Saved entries
☆ ☆ ☆
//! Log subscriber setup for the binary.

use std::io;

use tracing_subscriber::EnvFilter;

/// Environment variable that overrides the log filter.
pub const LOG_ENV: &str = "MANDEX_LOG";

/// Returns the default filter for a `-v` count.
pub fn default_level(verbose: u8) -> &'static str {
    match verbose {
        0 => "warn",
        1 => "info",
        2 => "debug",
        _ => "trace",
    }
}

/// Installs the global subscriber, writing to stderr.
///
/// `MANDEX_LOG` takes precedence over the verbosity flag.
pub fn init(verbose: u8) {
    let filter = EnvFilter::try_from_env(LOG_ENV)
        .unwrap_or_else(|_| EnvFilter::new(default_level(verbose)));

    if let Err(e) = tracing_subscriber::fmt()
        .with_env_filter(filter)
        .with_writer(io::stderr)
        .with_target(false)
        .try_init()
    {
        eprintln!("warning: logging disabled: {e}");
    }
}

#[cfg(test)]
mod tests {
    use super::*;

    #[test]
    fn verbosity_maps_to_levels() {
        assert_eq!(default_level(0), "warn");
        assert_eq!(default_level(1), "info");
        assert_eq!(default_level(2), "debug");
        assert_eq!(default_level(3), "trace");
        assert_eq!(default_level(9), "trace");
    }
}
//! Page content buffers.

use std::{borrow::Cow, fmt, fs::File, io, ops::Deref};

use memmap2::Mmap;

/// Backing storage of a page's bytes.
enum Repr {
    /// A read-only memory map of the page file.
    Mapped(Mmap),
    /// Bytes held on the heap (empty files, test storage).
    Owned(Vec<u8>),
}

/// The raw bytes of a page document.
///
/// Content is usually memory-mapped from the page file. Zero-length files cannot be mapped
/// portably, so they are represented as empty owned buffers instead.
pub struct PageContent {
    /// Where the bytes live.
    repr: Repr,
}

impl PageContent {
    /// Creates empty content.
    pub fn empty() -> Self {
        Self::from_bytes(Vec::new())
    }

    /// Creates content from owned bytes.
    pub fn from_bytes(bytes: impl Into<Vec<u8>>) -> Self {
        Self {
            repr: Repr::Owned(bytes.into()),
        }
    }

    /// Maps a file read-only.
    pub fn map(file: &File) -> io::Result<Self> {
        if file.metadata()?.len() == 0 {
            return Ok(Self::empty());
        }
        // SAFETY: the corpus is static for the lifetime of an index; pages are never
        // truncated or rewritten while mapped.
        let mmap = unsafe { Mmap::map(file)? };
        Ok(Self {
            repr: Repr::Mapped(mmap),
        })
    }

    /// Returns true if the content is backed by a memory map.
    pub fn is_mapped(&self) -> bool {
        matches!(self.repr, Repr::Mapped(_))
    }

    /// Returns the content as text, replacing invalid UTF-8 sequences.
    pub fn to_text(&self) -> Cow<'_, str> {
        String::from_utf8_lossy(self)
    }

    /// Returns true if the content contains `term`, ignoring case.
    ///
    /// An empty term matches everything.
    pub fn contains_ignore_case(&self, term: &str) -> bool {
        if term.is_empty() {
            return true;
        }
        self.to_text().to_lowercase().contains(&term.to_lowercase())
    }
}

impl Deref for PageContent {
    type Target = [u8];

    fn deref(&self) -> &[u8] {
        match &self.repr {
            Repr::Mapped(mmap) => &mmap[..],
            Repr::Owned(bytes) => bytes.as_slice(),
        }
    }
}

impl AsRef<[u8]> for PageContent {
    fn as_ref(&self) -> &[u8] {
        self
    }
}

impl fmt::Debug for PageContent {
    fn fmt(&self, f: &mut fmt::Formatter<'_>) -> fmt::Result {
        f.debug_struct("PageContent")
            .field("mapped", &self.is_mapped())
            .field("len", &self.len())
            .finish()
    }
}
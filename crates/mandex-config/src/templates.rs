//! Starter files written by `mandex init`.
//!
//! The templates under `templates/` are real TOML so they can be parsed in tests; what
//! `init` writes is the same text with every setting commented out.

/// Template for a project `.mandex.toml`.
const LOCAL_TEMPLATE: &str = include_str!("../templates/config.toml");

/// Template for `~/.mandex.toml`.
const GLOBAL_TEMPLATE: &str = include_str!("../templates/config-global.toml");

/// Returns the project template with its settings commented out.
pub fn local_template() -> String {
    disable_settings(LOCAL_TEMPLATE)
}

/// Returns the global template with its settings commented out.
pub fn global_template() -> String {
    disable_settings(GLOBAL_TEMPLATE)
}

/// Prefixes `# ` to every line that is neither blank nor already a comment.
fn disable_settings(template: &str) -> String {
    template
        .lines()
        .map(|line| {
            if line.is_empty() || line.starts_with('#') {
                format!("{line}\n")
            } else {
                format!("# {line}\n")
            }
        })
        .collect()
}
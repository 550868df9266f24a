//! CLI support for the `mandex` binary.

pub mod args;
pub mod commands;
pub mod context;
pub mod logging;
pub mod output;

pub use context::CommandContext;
☆ ☆ ☆
(Exercise) The lines to return begin at the first line of the records and end at the line holding "let filter = EnvFilter::try_from_env(LOG_ENV)"; please return them exactly, including both, and nothing beyond.

(Reply)
//! Log subscriber setup for the binary.

use std::io;

use tracing_subscriber::EnvFilter;

/// Environment variable that overrides the log filter.
pub const LOG_ENV: &str = "MANDEX_LOG";

/// Returns the default filter for a `-v` count.
pub fn default_level(verbose: u8) -> &'static str {
    match verbose {
        0 => "warn",
        1 => "info",
        2 => "debug",
        _ => "trace",
    }
}

/// Installs the global subscriber, writing to stderr.
///
/// `MANDEX_LOG` takes precedence over the verbosity flag.
pub fn init(verbose: u8) {
    let filter = EnvFilter::try_from_env(LOG_ENV)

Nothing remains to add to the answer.